Dataset entries:
****

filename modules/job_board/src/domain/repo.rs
use crate::contract::model::{
    Application, ApplicationPatch, ApplicationWithJob, Company, CompanyPatch, Job, JobFilter,
    JobPatch, JobWithCompany, NewApplication, NewCompany, NewJob, NewUser, User, UserPatch,
};
use async_trait::async_trait;
use uuid::Uuid;

/// Stored account: the public user plus its password hash.
#[derive(Debug, Clone, PartialEq)]
pub struct UserAccount {
    pub user: User,
    pub password_hash: String,
}

/// Port for the domain layer: persistence operations the domain needs.
/// Object-safe and async-friendly via `async_trait`.
///
/// "Not found" is always `Ok(None)` (or `false`); the store itself never
/// raises domain errors. `create_*` assigns the id, the creation time and the
/// defaults. `update_*` shallow-merges the patch and returns the merged record.
#[async_trait]
pub trait JobBoardRepository: Send + Sync {
    async fn get_user(&self, id: Uuid) -> anyhow::Result<Option<UserAccount>>;
    /// Exact (case-sensitive) email lookup.
    async fn get_user_by_email(&self, email: &str) -> anyhow::Result<Option<UserAccount>>;
    /// `new.password` must already hold the hash.
    async fn create_user(&self, new: NewUser) -> anyhow::Result<UserAccount>;
    async fn update_user(&self, id: Uuid, patch: UserPatch)
        -> anyhow::Result<Option<UserAccount>>;

    async fn get_company(&self, id: Uuid) -> anyhow::Result<Option<Company>>;
    async fn get_companies_by_employer(&self, employer_id: Uuid) -> anyhow::Result<Vec<Company>>;
    async fn create_company(&self, employer_id: Uuid, new: NewCompany) -> anyhow::Result<Company>;
    async fn update_company(&self, id: Uuid, patch: CompanyPatch)
        -> anyhow::Result<Option<Company>>;

    async fn get_job(&self, id: Uuid) -> anyhow::Result<Option<Job>>;
    /// Absent when either the job or its company is missing.
    async fn get_job_with_company(&self, id: Uuid) -> anyhow::Result<Option<JobWithCompany>>;
    /// Active jobs matching `filter`, joined with their company, newest first.
    async fn get_jobs(&self, filter: &JobFilter) -> anyhow::Result<Vec<JobWithCompany>>;
    /// All of an employer's jobs (active or not), joined, newest first.
    async fn get_jobs_by_employer(&self, employer_id: Uuid)
        -> anyhow::Result<Vec<JobWithCompany>>;
    async fn create_job(&self, employer_id: Uuid, new: NewJob) -> anyhow::Result<Job>;
    async fn update_job(&self, id: Uuid, patch: JobPatch) -> anyhow::Result<Option<Job>>;
    /// Returns true if a job was removed.
    async fn delete_job(&self, id: Uuid) -> anyhow::Result<bool>;

    async fn get_application(&self, id: Uuid) -> anyhow::Result<Option<Application>>;
    async fn get_applications_by_applicant(
        &self,
        applicant_id: Uuid,
    ) -> anyhow::Result<Vec<ApplicationWithJob>>;
    /// Un-joined rows, newest first.
    async fn get_applications_by_job(&self, job_id: Uuid) -> anyhow::Result<Vec<Application>>;
    async fn get_applications_by_employer(
        &self,
        employer_id: Uuid,
    ) -> anyhow::Result<Vec<ApplicationWithJob>>;
    async fn create_application(&self, new: NewApplication) -> anyhow::Result<Application>;
    async fn update_application(
        &self,
        id: Uuid,
        patch: ApplicationPatch,
    ) -> anyhow::Result<Option<Application>>;
    async fn get_application_by_job_and_applicant(
        &self,
        job_id: Uuid,
        applicant_id: Uuid,
    ) -> anyhow::Result<Option<Application>>;
}
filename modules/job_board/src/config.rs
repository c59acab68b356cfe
use serde::{Deserialize, Serialize};

/// Secret used when none is configured. Only fit for local development.
pub const DEFAULT_JWT_SECRET: &str = "your-secret-key";

/// Configuration for the job_board module
#[derive(Debug, Clone, Serialize, Deserialize)]
#[serde(deny_unknown_fields)]
pub struct JobBoardConfig {
    #[serde(default = "default_jwt_secret")]
    pub jwt_secret: String,
    #[serde(default = "default_token_ttl_secs")]
    pub token_ttl_secs: u64,
    #[serde(default = "default_min_password_len")]
    pub min_password_len: usize,
    #[serde(default = "default_enforce_company_ownership")]
    pub enforce_company_ownership: bool,
    #[serde(default)]
    pub password_hash: PasswordHashConfig,
}

/// Argon2id cost parameters
#[derive(Debug, Clone, Serialize, Deserialize)]
#[serde(deny_unknown_fields)]
pub struct PasswordHashConfig {
    #[serde(default = "default_memory_kib")]
    pub memory_kib: u32,
    #[serde(default = "default_iterations")]
    pub iterations: u32,
    #[serde(default = "default_parallelism")]
    pub parallelism: u32,
}

impl Default for JobBoardConfig {
    fn default() -> Self {
        Self {
            jwt_secret: default_jwt_secret(),
            token_ttl_secs: default_token_ttl_secs(),
            min_password_len: default_min_password_len(),
            enforce_company_ownership: default_enforce_company_ownership(),
            password_hash: PasswordHashConfig::default(),
        }
    }
}

impl Default for PasswordHashConfig {
    fn default() -> Self {
        Self {
            memory_kib: default_memory_kib(),
            iterations: default_iterations(),
            parallelism: default_parallelism(),
        }
    }
}

impl JobBoardConfig {
    pub fn uses_default_secret(&self) -> bool {
        self.jwt_secret == DEFAULT_JWT_SECRET
    }
}

fn default_jwt_secret() -> String {
    DEFAULT_JWT_SECRET.to_string()
}

fn default_token_ttl_secs() -> u64 {
    7 * 24 * 60 * 60
}

fn default_min_password_len() -> usize {
    6
}

fn default_enforce_company_ownership() -> bool {
    true
}

// argon2 crate defaults (OWASP minimum for Argon2id)
fn default_memory_kib() -> u32 {
    19 * 1024
}

fn default_iterations() -> u32 {
    2
}

fn default_parallelism() -> u32 {
    1
}
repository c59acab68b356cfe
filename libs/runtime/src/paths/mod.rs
pub mod home_dir;
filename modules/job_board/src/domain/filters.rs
use crate::contract::model::{Job, JobFilter};

fn contains_ci(haystack: &str, needle: &str) -> bool {
    haystack.to_lowercase().contains(&needle.to_lowercase())
}

impl JobFilter {
    /// Field predicates only. Active status and the company join are the
    /// caller's concern.
    pub fn matches(&self, job: &Job) -> bool {
        if let Some(search) = &self.search {
            if !contains_ci(&job.title, search) && !contains_ci(&job.description, search) {
                return false;
            }
        }

        if let Some(location) = &self.location {
            if !contains_ci(&job.location, location) {
                return false;
            }
        }

        if self.job_type.is_some_and(|t| t != job.job_type) {
            return false;
        }

        if self
            .experience_level
            .is_some_and(|l| l != job.experience_level)
        {
            return false;
        }

        // Salary bounds need the stored value to be present
        if let Some(min) = self.min_salary {
            if !job.min_salary.is_some_and(|s| s >= min) {
                return false;
            }
        }

        if let Some(max) = self.max_salary {
            if !job.max_salary.is_some_and(|s| s <= max) {
                return false;
            }
        }

        if !self.skills.is_empty() {
            let Some(job_skills) = &job.skills else {
                return false;
            };
            let any = self
                .skills
                .iter()
                .any(|wanted| job_skills.iter().any(|have| contains_ci(have, wanted)));
            if !any {
                return false;
            }
        }

        true
    }
}
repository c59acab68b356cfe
#![allow(dead_code)]

use job_board::config::{JobBoardConfig, PasswordHashConfig};
use job_board::contract::model::{
    Company, ExperienceLevel, JobType, NewCompany, NewJob, NewUser, Principal, User, UserType,
};
use job_board::domain::service::Service;
use job_board::JobBoard;
use uuid::Uuid;

pub const PASSWORD: &str = "secret123";

/// Module config with cheap hashing so tests stay fast.
pub fn test_config() -> JobBoardConfig {
    JobBoardConfig {
        jwt_secret: "test-secret".to_string(),
        password_hash: PasswordHashConfig {
            memory_kib: 1024,
            iterations: 1,
            parallelism: 1,
        },
        ..Default::default()
    }
}

pub fn test_module() -> JobBoard {
    JobBoard::from_config(&test_config()).unwrap()
}

pub fn new_user(email: &str, user_type: UserType) -> NewUser {
    NewUser {
        email: email.to_string(),
        password: PASSWORD.to_string(),
        first_name: "Test".to_string(),
        last_name: "User".to_string(),
        user_type,
        resume_url: None,
        profile_data: None,
    }
}

pub async fn sign_up(svc: &Service, email: &str, user_type: UserType) -> (User, Principal) {
    let session = svc.register(new_user(email, user_type)).await.unwrap();
    let principal = svc.authenticate(&session.token).unwrap();
    (session.user, principal)
}

pub async fn company(svc: &Service, owner: &Principal, name: &str) -> Company {
    svc.create_company(
        owner,
        NewCompany {
            name: name.to_string(),
            ..Default::default()
        },
    )
    .await
    .unwrap()
}

pub fn new_job(company_id: Uuid, title: &str) -> NewJob {
    NewJob {
        title: title.to_string(),
        description: "Build and run backend services".to_string(),
        location: "Madrid, Spain".to_string(),
        job_type: JobType::FullTime,
        experience_level: ExperienceLevel::Mid,
        min_salary: Some(40_000),
        max_salary: Some(60_000),
        skills: Some(vec!["Rust".to_string(), "SQL".to_string()]),
        company_id,
    }
}
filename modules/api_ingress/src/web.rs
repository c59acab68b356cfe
use axum::response::{Html, Json};
use serde_json::{json, Value};

use crate::error::AppError;

pub async fn health_check() -> Json<Value> {
    Json(json!({
        "status": "healthy",
        "timestamp": chrono::Utc::now().to_rfc3339()
    }))
}

pub async fn not_found() -> AppError {
    AppError::NotFound("Route not found".to_string())
}

pub async fn serve_docs() -> Html<&'static str> {
    Html(
        r#"<!DOCTYPE html>
<html>
<head>
  <meta charset="utf-8"/>
  <title>Job Board API Docs</title>
  <script src="https://unpkg.com/@stoplight/elements@latest/web-components.min.js"></script>
  <link rel="stylesheet" href="https://unpkg.com/@stoplight/elements@latest/styles.min.css">
</head>
<body>
  <elements-api apiDescriptionUrl="/openapi.json" router="hash" layout="sidebar"></elements-api>
</body>
</html>"#,
    )
}
//! Kernel trait definition

use crate::kernel::KernelType;

/// Kernel function trait
///
/// A kernel function K(x, y) must satisfy Mercer's condition to be valid for SVM.
/// Implementations are pure: the same pair of points always yields the same
/// value, and K(x, y) == K(y, x). Both slices always have the same length.
pub trait Kernel: Send + Sync {
    /// Compute kernel value K(x, y)
    fn compute(&self, x: &[f64], y: &[f64]) -> f64;

    /// Whether K(x, y) is the plain dot product
    ///
    /// When true, the solver maintains the primal weight vector incrementally
    /// and trained models evaluate `w . x - b` directly.
    fn is_linear(&self) -> bool {
        false
    }

    /// Serializable description of this kernel, if it has one
    fn descriptor(&self) -> Option<KernelType> {
        None
    }
}

impl<K: Kernel + ?Sized> Kernel for &K {
    fn compute(&self, x: &[f64], y: &[f64]) -> f64 {
        (**self).compute(x, y)
    }

    fn is_linear(&self) -> bool {
        (**self).is_linear()
    }

    fn descriptor(&self) -> Option<KernelType> {
        (**self).descriptor()
    }
}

****

**YOUR OBJECTIVE**: Please output exactly the lines between the one holding "pub struct PasswordHashConfig" and the one holding "impl Default for JobBoardConfig" in the records above, inclusive, and nothing more.

**TASK ANSWER**:
pub struct PasswordHashConfig {
    #[serde(default = "default_memory_kib")]
    pub memory_kib: u32,
    #[serde(default = "default_iterations")]
    pub iterations: u32,
    #[serde(default = "default_parallelism")]
    pub parallelism: u32,
}

impl Default for JobBoardConfig {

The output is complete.